Чужак шагнул в открытую дверь кухни. Без слов она положила на стол обе руки ладонями вверх, и тоже без слов он вытащил черную ленточку из кармана своего смокинга и положил на ее запястья. Ленточка тут же начала стягиваться, облепляя руки гостьи и часть стола, словно черная изолента, и сжимая их с такой силой, что дерево заскрипело. Кончиком пальца он тронул ее ладонь, где пульсировала маленькая черная точка. Точка исчезла. Он засмеялся и велел мне выключить свет, что я и сделала.
— Убери это, — сказала она.
— Если бы ты пряталась похуже, у тебя было бы и оружие.
И тут край стола треснул, словно выстрелил, — он отодрал черную ленту от ее рук и спрятал в своем костюме.
— Теперь, когда я воспользовался этим, все знают, где мы, — сказал он и уселся на кухонный стул, высоко задрав колени.
Тогда она сказала что-то, чего я не поняла.

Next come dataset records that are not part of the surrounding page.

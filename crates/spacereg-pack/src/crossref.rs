//! # EU Space Act Cross-Reference Table
//!
//! Each [`CrossReferenceRow`] ties one article of the EU Space Act to the
//! national frameworks and guideline sources it touches, and states how the
//! current rules will relate to it once it applies.

use serde::{Deserialize, Serialize};
use spacereg_core::{CrossReferenceRelationship, JurisdictionCode};

use crate::guideline::GuidelineSource;

/// One row of the cross-reference table.
#[derive(Debug, Clone, PartialEq, Eq, Serialize, Deserialize)]
pub struct CrossReferenceRow {
    /// Row identifier.
    pub id: String,
    /// EU Space Act article, e.g. `Art. 6`.
    pub eu_article: String,
    /// Article title.
    pub title: String,
    /// Jurisdictions whose current framework the article affects.
    #[serde(default)]
    pub applicable_countries: Vec<JurisdictionCode>,
    /// Guideline sources the article incorporates or references.
    #[serde(default)]
    pub applicable_sources: Vec<GuidelineSource>,
    /// Relationship kind.
    pub relationship: CrossReferenceRelationship,
    /// What changes.
    pub description: String,
}

impl CrossReferenceRow {
    /// Whether the row lists `code` among its countries.
    pub fn covers_jurisdiction(&self, code: &JurisdictionCode) -> bool {
        self.applicable_countries.contains(code)
    }

    /// Whether the row lists `source` among its guideline sources.
    pub fn covers_source(&self, source: GuidelineSource) -> bool {
        self.applicable_sources.contains(&source)
    }
}

#[cfg(test)]
mod tests {
    use super::*;

    #[test]
    fn test_row_scope() {
        let row: CrossReferenceRow = serde_yaml::from_str(
            r#"
id: art-6
eu_article: Art. 6
title: Authorisation
applicable_countries: [FR, be]
applicable_sources: [iadc]
relationship: superseded
description: A single EU authorisation replaces national licences.
"#,
        )
        .unwrap();
        assert!(row.covers_jurisdiction(&JurisdictionCode::new("BE").unwrap()));
        assert!(!row.covers_jurisdiction(&JurisdictionCode::new("GB").unwrap()));
        assert!(row.covers_source(GuidelineSource::Iadc));
        assert!(!row.covers_source(GuidelineSource::Nis2));
    }
}
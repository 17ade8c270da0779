//! # National Space-Law Records
//!
//! A [`JurisdictionLaw`] is the machine-readable digest of one country's
//! space legislation: who licenses, what an operator must demonstrate,
//! which rules scope the law in or out, and the insurance, debris,
//! timeline and registration terms the scorer and comparison matrix read.
//!
//! Records are immutable once loaded. Optional sub-fields default to
//! "not stated" so that a sparse record still deserializes; the engine
//! treats every absent field as "skip this bonus" rather than an error.

use std::collections::BTreeSet;

use serde::{Deserialize, Serialize};
use spacereg_core::{
    ActivityType, CrossReferenceRelationship, JurisdictionCode, LegislationStatus,
    LiabilityRegime, NationalityScope, RequirementCategory,
};

// ---------------------------------------------------------------------------
// Jurisdiction record
// ---------------------------------------------------------------------------

/// One national space-law record.
#[derive(Debug, Clone, Serialize, Deserialize)]
pub struct JurisdictionLaw {
    /// ISO 3166-1 alpha-2 code, the record's stable key.
    pub code: JurisdictionCode,
    /// English display name.
    pub name: String,
    /// Name in the official language.
    pub local_name: String,
    /// Governing legislation and its status.
    pub legislation: Legislation,
    /// Licensing authority.
    pub authority: Authority,
    /// Obligations an operator must satisfy.
    #[serde(default)]
    pub requirements: Vec<Requirement>,
    /// Rules that scope the law in or out, evaluated in declaration order.
    #[serde(default)]
    pub applicability_rules: Vec<ApplicabilityRule>,
    /// For jurisdictions without a comprehensive law: the one activity
    /// that sector-specific legislation still covers.
    #[serde(default, skip_serializing_if = "Option::is_none")]
    pub narrow_scope_activity: Option<ActivityType>,
    /// Insurance and liability terms.
    #[serde(default)]
    pub insurance: InsuranceTerms,
    /// Debris mitigation terms.
    #[serde(default)]
    pub debris: DebrisTerms,
    /// Processing time and fees.
    #[serde(default)]
    pub timeline: Timeline,
    /// Registration duties.
    #[serde(default)]
    pub registration: Registration,
    /// How remote-sensing activities are licensed.
    #[serde(default)]
    pub remote_sensing: RemoteSensingRegime,
    /// Activity-specific statutes that favour a declared activity.
    #[serde(default)]
    pub special_provisions: Vec<SpecialProvision>,
    /// Reduced thresholds offered to small entities.
    #[serde(default)]
    pub small_entity_provisions: Vec<String>,
    /// Relationship of this framework to the EU Space Act.
    pub cross_reference: CrossReference,
}

impl JurisdictionLaw {
    /// Whether any requirement lists `activity` in its scope.
    pub fn addresses_activity(&self, activity: ActivityType) -> bool {
        self.requirements
            .iter()
            .any(|r| r.applicable_to.contains(&activity))
    }

    /// Age of the legislation in whole years relative to `reference_year`.
    /// `None` when no enactment year is recorded.
    pub fn legislation_age(&self, reference_year: i32) -> Option<i32> {
        self.legislation
            .enacted_year
            .map(|year| reference_year.saturating_sub(year))
    }
}

/// Governing legislation.
#[derive(Debug, Clone, Serialize, Deserialize)]
pub struct Legislation {
    /// Title of the act.
    pub name: String,
    /// Legislative status.
    pub status: LegislationStatus,
    /// Year of enactment.
    #[serde(default, skip_serializing_if = "Option::is_none")]
    pub enacted_year: Option<i32>,
    /// Year of the most recent amendment.
    #[serde(default, skip_serializing_if = "Option::is_none")]
    pub amended_year: Option<i32>,
    /// Link to the official text.
    #[serde(default, skip_serializing_if = "Option::is_none")]
    pub official_url: Option<String>,
}

/// Licensing authority.
#[derive(Debug, Clone, Serialize, Deserialize)]
pub struct Authority {
    /// Full name.
    pub name: String,
    /// Website.
    #[serde(default, skip_serializing_if = "Option::is_none")]
    pub website: Option<String>,
    /// Contact address for licensing enquiries.
    #[serde(default, skip_serializing_if = "Option::is_none")]
    pub contact: Option<String>,
}

// ---------------------------------------------------------------------------
// Requirements and applicability rules
// ---------------------------------------------------------------------------

/// A single obligation imposed by a national law.
#[derive(Debug, Clone, PartialEq, Eq, Serialize, Deserialize)]
pub struct Requirement {
    /// Identifier, unique within the jurisdiction.
    pub id: String,
    /// Regulatory category.
    pub category: RequirementCategory,
    /// Short title.
    pub title: String,
    /// Full requirement text.
    pub description: String,
    /// Whether the obligation is binding.
    pub mandatory: bool,
    /// Activities the obligation applies to.
    #[serde(default)]
    pub applicable_to: BTreeSet<ActivityType>,
    /// Article of the governing act.
    #[serde(default, skip_serializing_if = "Option::is_none")]
    pub article_ref: Option<String>,
}

/// A rule that scopes the law in or out for a class of operators.
#[derive(Debug, Clone, PartialEq, Eq, Serialize, Deserialize)]
pub struct ApplicabilityRule {
    /// Identifier, unique within the jurisdiction.
    pub id: String,
    /// Human-readable condition. Used as the reason when the rule rejects.
    pub condition: String,
    /// Whether the law applies when this rule matches.
    pub applies: bool,
    /// Activities the rule is scoped to. Empty means any activity.
    #[serde(default)]
    pub activity_types: Vec<ActivityType>,
    /// Nationality scopes the rule is limited to. Empty means any entity.
    #[serde(default)]
    pub nationality: Vec<NationalityScope>,
    /// Article of the governing act.
    #[serde(default, skip_serializing_if = "Option::is_none")]
    pub article_ref: Option<String>,
}

// ---------------------------------------------------------------------------
// Domain-specific terms
// ---------------------------------------------------------------------------

/// Third-party liability insurance and state indemnification terms.
#[derive(Debug, Clone, Default, Serialize, Deserialize)]
pub struct InsuranceTerms {
    /// Whether third-party liability insurance is mandatory.
    #[serde(default)]
    pub mandatory: bool,
    /// Statutory minimum cover in EUR.
    #[serde(default, skip_serializing_if = "Option::is_none")]
    pub minimum_coverage_eur: Option<u64>,
    /// Whether the state indemnifies the operator above the insured amount.
    #[serde(default)]
    pub government_indemnification: bool,
    /// Operator liability regime towards the state.
    #[serde(default)]
    pub liability_regime: LiabilityRegime,
    /// Statutory cap on the state's recourse, in EUR.
    #[serde(default, skip_serializing_if = "Option::is_none")]
    pub liability_cap_eur: Option<u64>,
}

/// Debris mitigation terms.
#[derive(Debug, Clone, Default, Serialize, Deserialize)]
pub struct DebrisTerms {
    /// Whether post-mission deorbiting is required.
    #[serde(default)]
    pub deorbit_required: bool,
    /// Maximum years from end of mission to re-entry.
    #[serde(default, skip_serializing_if = "Option::is_none")]
    pub deorbit_timeline_years: Option<u32>,
    /// Whether passivation of stored energy is required.
    #[serde(default)]
    pub passivation_required: bool,
    /// Whether a debris mitigation plan must be filed.
    #[serde(default)]
    pub mitigation_plan_required: bool,
    /// Technical standards referenced by the law.
    #[serde(default)]
    pub standards: Vec<String>,
}

/// Processing time and fees.
#[derive(Debug, Clone, Default, Serialize, Deserialize)]
pub struct Timeline {
    /// Typical processing time.
    #[serde(default, skip_serializing_if = "Option::is_none")]
    pub processing_weeks: Option<WeekRange>,
    /// Application fee in EUR. `Some(0)` means explicitly free.
    #[serde(default, skip_serializing_if = "Option::is_none")]
    pub application_fee_eur: Option<u64>,
    /// Annual supervision fee in EUR.
    #[serde(default, skip_serializing_if = "Option::is_none")]
    pub annual_fee_eur: Option<u64>,
}

/// An inclusive range of weeks.
#[derive(Debug, Clone, Copy, PartialEq, Eq, Serialize, Deserialize)]
pub struct WeekRange {
    /// Fastest typical processing.
    pub min: u32,
    /// Slowest typical processing.
    pub max: u32,
}

impl WeekRange {
    /// Midpoint of the range.
    pub fn average(self) -> f64 {
        (f64::from(self.min) + f64::from(self.max)) / 2.0
    }
}

/// Registration duties.
#[derive(Debug, Clone, Default, Serialize, Deserialize)]
pub struct Registration {
    /// Whether the state keeps a national registry of space objects.
    #[serde(default)]
    pub national_registry: bool,
    /// Whether objects must be registered with the UN.
    #[serde(default)]
    pub un_registration: bool,
}

/// How a jurisdiction licenses remote sensing.
#[derive(Debug, Clone, Copy, PartialEq, Eq, Hash, Default, Serialize, Deserialize)]
#[serde(rename_all = "snake_case")]
pub enum RemoteSensingRegime {
    /// A dedicated data-security or remote-sensing act.
    Dedicated,
    /// Covered by the general space-operations licence.
    GeneralLicence,
    /// Not regulated.
    #[default]
    NotRegulated,
}

/// An activity-specific statute.
#[derive(Debug, Clone, PartialEq, Eq, Serialize, Deserialize)]
pub struct SpecialProvision {
    /// The activity the statute favours.
    pub activity: ActivityType,
    /// Factor text shown when the provision applies.
    pub label: String,
}

/// Relationship to the EU Space Act, embedded in a reference record.
#[derive(Debug, Clone, PartialEq, Eq, Serialize, Deserialize)]
pub struct CrossReference {
    /// Relationship kind.
    pub relationship: CrossReferenceRelationship,
    /// What the relationship means for this framework.
    pub description: String,
    /// Practical notes for the transition period.
    #[serde(default, skip_serializing_if = "Option::is_none")]
    pub transition_notes: Option<String>,
}

#[cfg(test)]
mod tests {
    use super::*;

    const MINIMAL: &str = r#"
code: xx
name: Example
local_name: Exemple
legislation:
  name: Example Space Act
  status: enacted
  enacted_year: 2010
authority:
  name: Example Space Agency
requirements:
  - id: xx-auth
    category: technical
    title: Authorization
    description: Obtain an authorization before operating.
    mandatory: true
    applicable_to: [spacecraft_operation, launch_operation]
cross_reference:
  relationship: complementary
  description: Continues alongside the EU Space Act.
"#;

    #[test]
    fn test_minimal_record_defaults() {
        let law: JurisdictionLaw = serde_yaml::from_str(MINIMAL).unwrap();
        assert_eq!(law.code.as_str(), "XX");
        assert!(!law.insurance.mandatory);
        assert_eq!(law.insurance.liability_regime, LiabilityRegime::Unspecified);
        assert_eq!(law.remote_sensing, RemoteSensingRegime::NotRegulated);
        assert!(law.timeline.processing_weeks.is_none());
        assert!(law.applicability_rules.is_empty());
    }

    #[test]
    fn test_addresses_activity() {
        let law: JurisdictionLaw = serde_yaml::from_str(MINIMAL).unwrap();
        assert!(law.addresses_activity(ActivityType::LaunchOperation));
        assert!(!law.addresses_activity(ActivityType::SpaceResources));
    }

    #[test]
    fn test_legislation_age() {
        let law: JurisdictionLaw = serde_yaml::from_str(MINIMAL).unwrap();
        assert_eq!(law.legislation_age(2026), Some(16));
    }

    #[test]
    fn test_week_range_average() {
        assert_eq!(WeekRange { min: 6, max: 10 }.average(), 8.0);
        assert_eq!(WeekRange { min: 12, max: 21 }.average(), 16.5);
    }

    #[test]
    fn test_unknown_activity_is_rejected() {
        let bad = MINIMAL.replace("launch_operation", "asteroid_mining");
        assert!(serde_yaml::from_str::<JurisdictionLaw>(&bad).is_err());
    }
}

Сняла блюдце с пустого стакана и налила в него воды; прошептав опять что-то неясное, протянула стакан ему, но он отстранился. Она пожала плечами и выпила воду сама.

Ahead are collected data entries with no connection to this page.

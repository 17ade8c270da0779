//! # spacereg-api: Axum Request Handler
//!
//! Thin HTTP surface over `spacereg-engine`. Answers are parsed and
//! validated at the boundary, the engine runs synchronously against the
//! shared reference data, and the result is returned as JSON.
//!
//! ## API Surface
//!
//! | Route                               | Module                     |
//! |-------------------------------------|----------------------------|
//! | `GET /v1/jurisdictions`             | [`routes::reference`]      |
//! | `GET /v1/jurisdictions/{code}`      | [`routes::reference`]      |
//! | `GET /v1/guidelines`                | [`routes::reference`]      |
//! | `GET /v1/guidelines/{id}`           | [`routes::reference`]      |
//! | `POST /v1/assessments/jurisdictions`| [`routes::assessments`]    |
//! | `POST /v1/assessments/guidelines`   | [`routes::assessments`]    |
//! | `GET /openapi.json`                 | [`openapi`]                |
//!
//! Malformed bodies are rejected with 400, invalid values with 422 and
//! unknown codes or ids with 404.

pub mod error;
pub mod extractors;
pub mod middleware;
pub mod openapi;
pub mod routes;
pub mod state;

use axum::Router;

use crate::state::AppState;

/// Assemble the full application router with all routes and middleware.
pub fn app(state: AppState) -> Router {
    let api = Router::new()
        .merge(routes::reference::router())
        .merge(routes::assessments::router())
        .merge(openapi::router())
        .layer(middleware::tracing_layer::layer())
        .with_state(state);

    let health = Router::new()
        .route("/health/liveness", axum::routing::get(liveness))
        .route("/health/readiness", axum::routing::get(readiness));

    Router::new().merge(health).merge(api)
}

/// Liveness check: always returns 200 if the process is running.
async fn liveness() -> &'static str {
    "ok"
}

/// Readiness check. Reference data is loaded before the router exists.
async fn readiness() -> &'static str {
    "ready"
}
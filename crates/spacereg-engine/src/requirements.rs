//! Requirement filtering by declared activity.
//!
//! A requirement is kept iff no activity is declared or the declared
//! activity is in its `applicable_to` set. The filter is a pure
//! set-membership test, so applying it twice with the same activity
//! returns the same list.

use spacereg_core::ActivityType;
use spacereg_pack::Requirement;

/// Keep the requirements relevant to `activity`, preserving order.
pub fn filter_requirements<'a, I>(requirements: I, activity: Option<ActivityType>) -> Vec<&'a Requirement>
where
    I: IntoIterator<Item = &'a Requirement>,
{
    requirements
        .into_iter()
        .filter(|r| activity.map_or(true, |a| r.applicable_to.contains(&a)))
        .collect()
}

/// Number of binding requirements in `requirements`.
pub fn mandatory_count(requirements: &[&Requirement]) -> usize {
    requirements.iter().filter(|r| r.mandatory).count()
}
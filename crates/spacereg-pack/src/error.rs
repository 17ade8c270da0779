//! Reference-data error types.
//!
//! Structured errors for loading and validating the jurisdiction, guideline
//! and cross-reference tables. File errors carry the offending path;
//! validation errors carry every problem found, not just the first.

use std::path::PathBuf;

use thiserror::Error;

/// Errors that can occur while loading reference data.
#[derive(Debug, Error)]
pub enum PackError {
    /// YAML parsing failed.
    #[error("failed to parse YAML at {path}: {source}")]
    YamlParse {
        path: PathBuf,
        source: serde_yaml::Error,
    },

    /// A required file was not found.
    #[error("required file not found: {path}")]
    FileNotFound { path: PathBuf },

    /// The parsed tables are inconsistent.
    #[error("reference data failed validation ({} problem(s)): {}", .problems.len(), .problems.join("; "))]
    Validation { problems: Vec<String> },

    /// I/O error.
    #[error("I/O error: {0}")]
    Io(#[from] std::io::Error),

    /// Generic serde_yaml error (not file-specific, e.g. bundled data).
    #[error("YAML error: {0}")]
    Yaml(#[from] serde_yaml::Error),
}

/// Result type alias for reference-data operations.
pub type PackResult<T> = Result<T, PackError>;

#[cfg(test)]
mod tests {
    use super::*;

    #[test]
    fn file_not_found_display() {
        let err = PackError::FileNotFound {
            path: PathBuf::from("/tmp/jurisdictions.yaml"),
        };
        assert!(format!("{err}").contains("/tmp/jurisdictions.yaml"));
    }

    #[test]
    fn validation_display_lists_every_problem() {
        let err = PackError::Validation {
            problems: vec![
                "duplicate jurisdiction code FR".to_string(),
                "cross reference art-6 has no article".to_string(),
            ],
        };
        let msg = format!("{err}");
        assert!(msg.contains("2 problem(s)"));
        assert!(msg.contains("duplicate jurisdiction code FR"));
        assert!(msg.contains("art-6"));
    }

    #[test]
    fn io_error_from_conversion() {
        let io_err = std::io::Error::new(std::io::ErrorKind::PermissionDenied, "access denied");
        let err = PackError::from(io_err);
        assert!(format!("{err}").contains("access denied"));
    }

    #[test]
    fn pack_result_alias_works() {
        let ok: PackResult<i32> = Ok(42);
        assert_eq!(ok.unwrap(), 42);

        let err: PackResult<i32> = Err(PackError::Validation { problems: vec![] });
        assert!(err.is_err());
    }
}
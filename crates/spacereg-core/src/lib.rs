#![deny(missing_docs)]

//! # spacereg-core: Foundational Types for the Compliance Engine
//!
//! This crate defines the vocabulary every other crate in the workspace
//! speaks. It has no internal crate dependencies; externally it uses only
//! `serde` and `thiserror`.
//!
//! ## Design Principles
//!
//! 1. **Newtype wrappers for identifiers.** A [`JurisdictionCode`] is not a
//!    [`GuidelineId`], and neither is a bare `String`. Both validate at
//!    construction and at deserialization time.
//!
//! 2. **Closed taxonomies.** Every category, status and regime that the
//!    reference data or a questionnaire can carry is a closed enum. Scoring
//!    code matches exhaustively, so a new variant is a compile error in every
//!    handler that has not yet considered it. There is no silent
//!    "else branch returns 0".
//!
//! 3. **One canonical status mapping.** [`RecordedStatus`] carries the single
//!    status → points table used by every compliance score in the workspace.

/// Implements `all()`, `as_str()`, `Display` and `FromStr` for a fieldless
/// enum from an explicit variant → wire-string table. The strings must match
/// the enum's `#[serde(rename_all = "snake_case")]` representation.
macro_rules! impl_string_enum {
    ($ty:ident { $($variant:ident => $s:literal),+ $(,)? }) => {
        impl $ty {
            /// Every variant, in declaration order.
            pub fn all() -> &'static [$ty] {
                &[$(Self::$variant),+]
            }

            /// The snake_case wire representation.
            pub fn as_str(self) -> &'static str {
                match self {
                    $(Self::$variant => $s),+
                }
            }
        }

        impl std::fmt::Display for $ty {
            fn fmt(&self, f: &mut std::fmt::Formatter<'_>) -> std::fmt::Result {
                f.write_str(self.as_str())
            }
        }

        impl std::str::FromStr for $ty {
            type Err = $crate::error::ValidationError;

            fn from_str(s: &str) -> Result<Self, Self::Err> {
                match s.trim() {
                    $($s => Ok(Self::$variant),)+
                    other => Err($crate::error::ValidationError::UnknownVariant {
                        kind: stringify!($ty),
                        value: other.to_string(),
                    }),
                }
            }
        }
    };
}

pub mod domain;
pub mod error;
pub mod identity;
pub mod jurisdiction;
pub mod legal;
pub mod profile;
pub mod status;

// Re-export primary types at crate root for ergonomic imports.
pub use domain::RequirementCategory;
pub use error::ValidationError;
pub use identity::GuidelineId;
pub use jurisdiction::JurisdictionCode;
pub use legal::{CrossReferenceRelationship, LegislationStatus, LiabilityRegime};
pub use profile::{ActivityType, EntitySize, LicensingStatus, NationalityScope, OrbitRegime};
pub use status::{ComplianceClass, Effort, Priority, RecordedStatus, RequirementTier, Severity};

— Мухи, — сказала она и положила блюдце обратно.
Несколько минут они сидели молча. Я не знала, что делать: я помнила, что надо ждать команды «сейчас» и тогда стукнуть его, но никто ничего не говорил. Кухонные часы показывали без десяти одиннадцать. Где-то прямо у окна звенел сверчок. Я боялась, что чужак почувствует запах растворителя. У меня затекли ноги, наша гостья сожалеюще вздохнула и кивнула.

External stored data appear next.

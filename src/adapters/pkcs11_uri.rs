//! PKCS#11 URI locator service (RFC 7512)
//!
//! Only the path attributes that identify a token and an object are
//! understood. Unknown path attributes and the whole query component are
//! ignored, so URIs carrying `pin-source` or library attributes still parse.

use std::collections::HashSet;

use percent_encoding::{percent_decode_str, utf8_percent_encode, AsciiSet, NON_ALPHANUMERIC};
use tracing::debug;

use crate::model::{LocatorError, LocatorInfo, ObjectKind};
use crate::ports::LocatorService;

const SCHEME: &str = "pkcs11:";

/// Characters left unescaped in attribute values (RFC 3986 unreserved)
const VALUE_ESCAPE: &AsciiSet = &NON_ALPHANUMERIC
    .remove(b'-')
    .remove(b'.')
    .remove(b'_')
    .remove(b'~');

/// Converts between `pkcs11:` URIs and [`LocatorInfo`] records
#[derive(Debug, Clone, Copy, Default)]
pub struct Pkcs11UriService;

impl LocatorService for Pkcs11UriService {
    fn parse(&self, text: &str) -> Result<LocatorInfo, LocatorError> {
        let rest = text
            .strip_prefix(SCHEME)
            .ok_or(LocatorError::MissingScheme { expected: SCHEME })?;
        let path = rest.split_once('?').map_or(rest, |(path, _query)| path);

        let mut locator = LocatorInfo::default();
        let mut seen = HashSet::new();

        for component in path.split(';').filter(|c| !c.is_empty()) {
            let (name, value) =
                component
                    .split_once('=')
                    .ok_or_else(|| LocatorError::InvalidComponent {
                        component: component.to_string(),
                    })?;

            // "objecttype" predates RFC 7512
            let name = if name == "objecttype" { "type" } else { name };

            if !seen.insert(name) {
                return Err(LocatorError::DuplicateAttribute {
                    attribute: name.to_string(),
                });
            }

            match name {
                "token" => locator.token = Some(decode_text(name, value)?),
                "manufacturer" => locator.manufacturer = Some(decode_text(name, value)?),
                "serial" => locator.serial = Some(decode_text(name, value)?),
                "model" => locator.model = Some(decode_text(name, value)?),
                "object" => locator.object = Some(decode_text(name, value)?),
                "type" => {
                    locator.kind = Some(ObjectKind::from_attribute(&decode_text(name, value)?)?)
                }
                "id" => locator.id = decode_bytes(name, value)?,
                other => debug!("Ignoring PKCS#11 URI attribute '{}'", other),
            }
        }

        Ok(locator)
    }

    fn format(&self, locator: &LocatorInfo) -> Result<String, LocatorError> {
        if !locator.has_object_id() {
            return Err(LocatorError::Incomplete);
        }

        let text_attributes = [
            ("token", locator.token.as_deref()),
            ("manufacturer", locator.manufacturer.as_deref()),
            ("serial", locator.serial.as_deref()),
            ("model", locator.model.as_deref()),
            ("object", locator.object.as_deref()),
            ("type", locator.kind.map(ObjectKind::as_str)),
        ];

        let mut attributes: Vec<String> = text_attributes
            .into_iter()
            .filter_map(|(name, value)| {
                value.map(|v| format!("{}={}", name, utf8_percent_encode(v, VALUE_ESCAPE)))
            })
            .collect();

        let id: String = locator.id.iter().map(|b| format!("%{:02x}", b)).collect();
        attributes.push(format!("id={}", id));

        Ok(format!("{}{}", SCHEME, attributes.join(";")))
    }
}

/// Reject '%' not followed by two hex digits; the decoder passes those through
fn check_escapes(attribute: &str, value: &str) -> Result<(), LocatorError> {
    let bytes = value.as_bytes();
    let mut i = 0;
    while i < bytes.len() {
        if bytes[i] == b'%' {
            let valid = bytes
                .get(i + 1..i + 3)
                .is_some_and(|pair| pair.iter().all(u8::is_ascii_hexdigit));
            if !valid {
                return Err(LocatorError::InvalidEncoding {
                    attribute: attribute.to_string(),
                });
            }
            i += 3;
        } else {
            i += 1;
        }
    }
    Ok(())
}

fn decode_bytes(attribute: &str, value: &str) -> Result<Vec<u8>, LocatorError> {
    check_escapes(attribute, value)?;
    Ok(percent_decode_str(value).collect())
}

fn decode_text(attribute: &str, value: &str) -> Result<String, LocatorError> {
    check_escapes(attribute, value)?;
    percent_decode_str(value)
        .decode_utf8()
        .map(|text| text.into_owned())
        .map_err(|_| LocatorError::InvalidEncoding {
            attribute: attribute.to_string(),
        })
}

Чужак поднялся, осторожно отодвинул стул и произнес:
— Отлично. Я вызову их.
— Сейчас? — спросила она.
Я не могла ничего сделать. Я держала кочергу перед собой обеими руками и стояла, не зная, как сделать это. Чужак — он пригибался, чтобы не задеть наш потолок — только взглянул на меня, будто я не стоила большего, и снова сосредоточил внимание на ней. Она оперла подбородок на ладони и прикрыла глаза.
— Положи это, пожалуйста, — устало сказала она.
Я не знала, что делать. Она приоткрыла глаза и сняла блюдце со второго стакана.
— Положи это сейчас же, — она поднесла стакан с растворителем к губам.
Я неловко ударила его кочергой. Смутно помню, что было потом: по-моему, он засмеялся и успел поймать кочергу за раскаленный конец, а затем взвыл и сбил меня с ног, потому что помню, что стою на четвереньках, глядя, как она сбивает его с ног. Когда он упал, она пнула его в висок. Затем отступила и протянула мне руку; я подала ей кочергу, которую она взяла сложенной тряпкой, перехватила за холодный конец и с жуткой силой обрушила не на голову ему, как я ждала, а на горло. Когда он замер, она надавила раскаленным концом кочерги на разные точки его костюма, провела им по его поясу и швам ботинок. Потом она сказала мне:
— Уйди.
Я вышла, но успела увидеть, как она снова ударила его в горло, уже не кочергой, а каблуком туфли, серебряной туфли.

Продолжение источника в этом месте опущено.